TOKYO - Fidelity, Goldman Sachs, State Street Global Advisors, Prudential and Merrill Lynch are ready whenever the Diet is.
Japan's parliament is expected to pass legislation allowing defined contribution plans next month after years of discussions and near misses. The law could go into effect as early as October.
Domestic and foreign money managers based there will compete for shares of what is expected to become a Y50 trillion market within 10 years.
The three largest securities firms in Japan - Nomura Securities Co., Daiwa Securities Group Inc. and Nikko Securities Co. - are preparing to develop their defined contribution businesses, making plan proposals to corporate clients and marketing investment trust products.
But they'll face stiff competition from the Japanese units of U.S.-based money management firms, which already are talking with their defined benefit plan clients and preparing to offer defined contribution plans, even though the investment limits are likely to be lower than the managers like.
"We've been in discussions with some clients for a long time and we're ready to go," said Makoto Takano, executive officer and general manager of institutional marketing for Goldman Sachs Asset Management Japan Ltd., which manages $8 billion for 35 pension fund clients in Japan, including Honda Motor Co. Ltd.
Fidelity Investments Japan Ltd. has a team of about 20 marketers prospecting for defined contribution clients and has several lined up, waiting for the legislation to pass, according to Jackie Kestenbaum, senior manager, corporate communications for Fidelity Japan, which manages $6 billion for 115 pension fund clients in the country.
"Companies who use us for their defined benefit plans are more willing to talk to us about DC plans," said Ms. Kestenbaum. She wouldn't identify any clients.
Fidelity also has set up a new defined contribution website to market to Japanese companies - www.Fidelity.co.jp. "It focuses on what DC plans are and the reasons to use DC plans," she said.
State Street Global Advisors (Japan) Co. Ltd.'s Citistreet joint venture with Citibank, which provides defined contribution services, "is considering what to do in the Japanese market. We are starting to design some strategies," said Eric Michel, president and representative director of the firm, which manages $18 billion for 40 pension fund clients in Japan. He would not name any clients.

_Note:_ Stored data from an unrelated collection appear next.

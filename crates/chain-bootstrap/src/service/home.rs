//! Node home directory layout and the file operations performed on it.
//!
//! ```text
//! <home>/
//! ├── config/
//! │   ├── app.toml
//! │   ├── config.toml
//! │   ├── genesis.json
//! │   └── gentx/          # pending genesis transactions
//! └── keyring-<backend>/
//! ```

use std::fs;
use std::io;
use std::path::{Path, PathBuf};

use tracing::debug;

use crate::domain::{ExecutionError, KeyringBackend};

/// Config subdirectory of a home.
pub const CONFIG_DIR: &str = "config";
/// Application config file.
pub const APP_CONFIG_FILE: &str = "app.toml";
/// Consensus and network config file.
pub const NODE_CONFIG_FILE: &str = "config.toml";
/// Genesis document.
pub const GENESIS_FILE: &str = "genesis.json";
/// Pending genesis transactions, under the config directory.
pub const GENTX_DIR: &str = "gentx";

/// A validator home directory.
#[derive(Clone, Debug, PartialEq, Eq)]
pub struct NodeHome {
    root: PathBuf,
}

impl NodeHome {
    /// Wrap a home path.
    pub fn new(root: impl Into<PathBuf>) -> Self {
        Self { root: root.into() }
    }

    /// Home directory.
    pub fn path(&self) -> &Path {
        &self.root
    }

    /// `<home>/config`.
    pub fn config_dir(&self) -> PathBuf {
        self.root.join(CONFIG_DIR)
    }

    /// `<home>/config/app.toml`.
    pub fn app_config(&self) -> PathBuf {
        self.config_dir().join(APP_CONFIG_FILE)
    }

    /// `<home>/config/config.toml`.
    pub fn node_config(&self) -> PathBuf {
        self.config_dir().join(NODE_CONFIG_FILE)
    }

    /// `<home>/config/genesis.json`.
    pub fn genesis(&self) -> PathBuf {
        self.config_dir().join(GENESIS_FILE)
    }

    /// `<home>/config/gentx`.
    pub fn gentx_dir(&self) -> PathBuf {
        self.config_dir().join(GENTX_DIR)
    }

    /// `<home>/keyring-<backend>`.
    pub fn keyring_dir(&self, backend: KeyringBackend) -> PathBuf {
        self.root.join(backend.dir_name())
    }

    /// Remove the home and create it again, empty.
    pub fn reset(&self) -> Result<(), ExecutionError> {
        match fs::remove_dir_all(&self.root) {
            Ok(()) => debug!(home = %self.root.display(), "removed old home"),
            Err(e) if e.kind() == io::ErrorKind::NotFound => {}
            Err(e) => return Err(ExecutionError::io("remove", &self.root, e)),
        }
        fs::create_dir_all(&self.root).map_err(|e| ExecutionError::io("create", &self.root, e))
    }

    /// Copy the keyring of `source` into this home.
    ///
    /// The keyring directory is created even when `source` has none, which
    /// happens for backends that keep keys outside the home.
    pub fn share_keyring_from(
        &self,
        source: &NodeHome,
        backend: KeyringBackend,
    ) -> Result<(), ExecutionError> {
        let from = source.keyring_dir(backend);
        let to = self.keyring_dir(backend);
        fs::create_dir_all(&to).map_err(|e| ExecutionError::io("create", &to, e))?;
        if from.is_dir() {
            copy_dir_all(&from, &to)?;
        }
        Ok(())
    }

    /// Copy every `*.json` gentx of this home into the pending directory of
    /// `root`. Returns the copied destinations.
    pub fn forward_gentxs_to(&self, root: &NodeHome) -> Result<Vec<PathBuf>, ExecutionError> {
        let from = self.gentx_dir();
        let to = root.gentx_dir();
        fs::create_dir_all(&to).map_err(|e| ExecutionError::io("create", &to, e))?;

        let entries = fs::read_dir(&from).map_err(|e| ExecutionError::io("read", &from, e))?;
        let mut copied = Vec::new();
        for entry in entries {
            let path = entry.map_err(|e| ExecutionError::io("read", &from, e))?.path();
            let is_json = path.extension().is_some_and(|ext| ext == "json");
            let Some(name) = path.file_name() else {
                continue;
            };
            if !is_json || !path.is_file() {
                continue;
            }
            let target = to.join(name);
            fs::copy(&path, &target).map_err(|e| ExecutionError::io("copy", &path, e))?;
            copied.push(target);
        }
        copied.sort();
        Ok(copied)
    }

    /// Overwrite this home's genesis with the one of `source`.
    pub fn copy_genesis_from(&self, source: &NodeHome) -> Result<(), ExecutionError> {
        let from = source.genesis();
        let to = self.genesis();
        fs::create_dir_all(self.config_dir())
            .map_err(|e| ExecutionError::io("create", self.config_dir(), e))?;
        fs::copy(&from, &to).map_err(|e| ExecutionError::io("copy", &from, e))?;
        Ok(())
    }
}

fn copy_dir_all(from: &Path, to: &Path) -> Result<(), ExecutionError> {
    fs::create_dir_all(to).map_err(|e| ExecutionError::io("create", to, e))?;
    let entries = fs::read_dir(from).map_err(|e| ExecutionError::io("read", from, e))?;
    for entry in entries {
        let entry = entry.map_err(|e| ExecutionError::io("read", from, e))?;
        let path = entry.path();
        let target = to.join(entry.file_name());
        if path.is_dir() {
            copy_dir_all(&path, &target)?;
        } else {
            fs::copy(&path, &target).map_err(|e| ExecutionError::io("copy", &path, e))?;
        }
    }
    Ok(())
}

#[cfg(test)]
mod tests {
    use super::*;
    use tempfile::tempdir;

    #[test]
    fn test_layout() {
        let home = NodeHome::new("/h");
        assert_eq!(home.app_config(), PathBuf::from("/h/config/app.toml"));
        assert_eq!(home.node_config(), PathBuf::from("/h/config/config.toml"));
        assert_eq!(home.genesis(), PathBuf::from("/h/config/genesis.json"));
        assert_eq!(home.gentx_dir(), PathBuf::from("/h/config/gentx"));
        assert_eq!(
            home.keyring_dir(KeyringBackend::Test),
            PathBuf::from("/h/keyring-test")
        );
    }

    #[test]
    fn test_reset_wipes_contents() {
        let dir = tempdir().unwrap();
        let home = NodeHome::new(dir.path().join("node"));
        home.reset().unwrap();
        fs::write(home.path().join("stale"), "x").unwrap();
        home.reset().unwrap();
        assert!(home.path().is_dir());
        assert_eq!(fs::read_dir(home.path()).unwrap().count(), 0);
    }

    #[test]
    fn test_share_keyring_copies_tree() {
        let dir = tempdir().unwrap();
        let root = NodeHome::new(dir.path().join("root"));
        let other = NodeHome::new(dir.path().join("other"));
        let keyring = root.keyring_dir(KeyringBackend::File);
        fs::create_dir_all(keyring.join("nested")).unwrap();
        fs::write(keyring.join("alice.info"), "k").unwrap();
        fs::write(keyring.join("nested").join("x"), "y").unwrap();

        other.share_keyring_from(&root, KeyringBackend::File).unwrap();
        let copied = other.keyring_dir(KeyringBackend::File);
        assert_eq!(fs::read_to_string(copied.join("alice.info")).unwrap(), "k");
        assert!(copied.join("nested").join("x").is_file());
    }

    #[test]
    fn test_share_keyring_without_source_creates_empty_dir() {
        let dir = tempdir().unwrap();
        let root = NodeHome::new(dir.path().join("root"));
        let other = NodeHome::new(dir.path().join("other"));
        other.share_keyring_from(&root, KeyringBackend::Memory).unwrap();
        assert!(other.keyring_dir(KeyringBackend::Memory).is_dir());
    }

    #[test]
    fn test_forward_gentxs_only_json() {
        let dir = tempdir().unwrap();
        let root = NodeHome::new(dir.path().join("root"));
        let node = NodeHome::new(dir.path().join("node"));
        fs::create_dir_all(node.gentx_dir()).unwrap();
        fs::write(node.gentx_dir().join("gentx-1.json"), "{}").unwrap();
        fs::write(node.gentx_dir().join("notes.txt"), "-").unwrap();

        let copied = node.forward_gentxs_to(&root).unwrap();
        assert_eq!(copied, vec![root.gentx_dir().join("gentx-1.json")]);
        assert!(!root.gentx_dir().join("notes.txt").exists());
    }

    #[test]
    fn test_forward_gentxs_missing_dir_is_io_error() {
        let dir = tempdir().unwrap();
        let root = NodeHome::new(dir.path().join("root"));
        let node = NodeHome::new(dir.path().join("node"));
        let err = node.forward_gentxs_to(&root).unwrap_err();
        assert!(matches!(err, ExecutionError::Io { operation: "read", .. }));
    }

    #[test]
    fn test_copy_genesis() {
        let dir = tempdir().unwrap();
        let root = NodeHome::new(dir.path().join("root"));
        let node = NodeHome::new(dir.path().join("node"));
        fs::create_dir_all(root.config_dir()).unwrap();
        fs::write(root.genesis(), r#"{"chain_id":"x"}"#).unwrap();
        node.copy_genesis_from(&root).unwrap();
        assert_eq!(fs::read(node.genesis()).unwrap(), fs::read(root.genesis()).unwrap());
    }
}
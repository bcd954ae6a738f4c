//! # Domain Module
//!
//! Declaration model, structured documents, value objects and errors.

pub mod document;
pub mod entities;
pub mod errors;
pub mod invariants;
pub mod value_objects;

pub use document::{Document, Scalar, Value};
pub use entities::*;
pub use errors::*;
pub use invariants::*;
pub use value_objects::*;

The law as currently proposed has problems, according to these firms. The biggest is the low level of tax-exempt contributions that can be made per year. For firms that have corporate pension plans, employers can contribute Y216,000 (about $1,800) per year to each employee's account and the employee cannot contribute anything.
For firms that do not have corporate pension plans, the employer can contribute up to Y432,000 per employee per year and the employee can contribute 180,000 per year.
Non-earning spouses may contribute nothing; and the self-employed can contribute up to Y816,000 per year to individual accounts.
"What's most important is to successfully get the legislation through the Diet," said Mr. Takano. "We can get increases in the contribution levels later."
"There may be some problems here and the contributions now are not that big, but it's better to start (the DC plans) than not to," said Ms. Kestenbaum. "In the U.S., it took 15 years for DC plans to catch on."
Prudential Investments of Japan, a subsidiary of Prudential Life Insurance Co. of America, Newark, N.J., has "been preparing for the new law for the better part of a year," said Bob Lee, senior vice president and general manager of defined contributions. Prudential Japan plans to offer investment trusts, the Japanese term for mutual funds, that can be used by defined contribution plans. Prudential has been holding seminars for Japanese bankers and insurance company representatives who will be DC plan providers to inform them about the education materials that will be needed for communications with workers.
Merrill Lynch Investment Managers, Japan, also is active in the defined benefit market and plans to enter the defined contribution market. "We, like many other foreign companies operating in this country, believe that the contribution levels are low," said David Semaya, chief operating officer of Merrill Japan. "Low interest rates in Japan, coupled with relatively high administrative costs may result in lower rates of participation from the outset. However, we feel that the introduction of DC will ultimately raise consumer interest in investment products and will have a long-term positive effect on the mutual fund industry in Japan."
"The level of contributions for DC plans is very low and it's a problem," said Hiroshi Maruta, president and CEO of Hitachi Investment Management Ltd., which runs Hitachi Ltd.'s Y2 trillion defined benefit plan. "But it's important to introduce the plan. Once we introduce the plan and once people can invest through the plan, then the amount of tax-qualified contributions may be expanded."
The law's shortcomings aren't interfering with the company's plans. "Hitachi wants to be the first company in Japan to offer its employees a defined contribution plan," he said.
Hitachi has been laying the groundwork for a defined contribution plan for some time, having set up an in-house investment management subsidiary more than a year ago (Pensions & Investments, Feb. 21, 2000). The firm manages about 20% of Hitachi's pension assets in-house using a series of investment trusts for each asset class - a system that can easily lend itself to being used for defined contribution plans.
"If the legislation passes, we may be able to introduce it by December, depending on how quickly we can come up with a plan and get agreement from the union," he added.
The lower house of the Diet is considered likely to approve the bill in mid-June, before returning it to the upper house by June 29.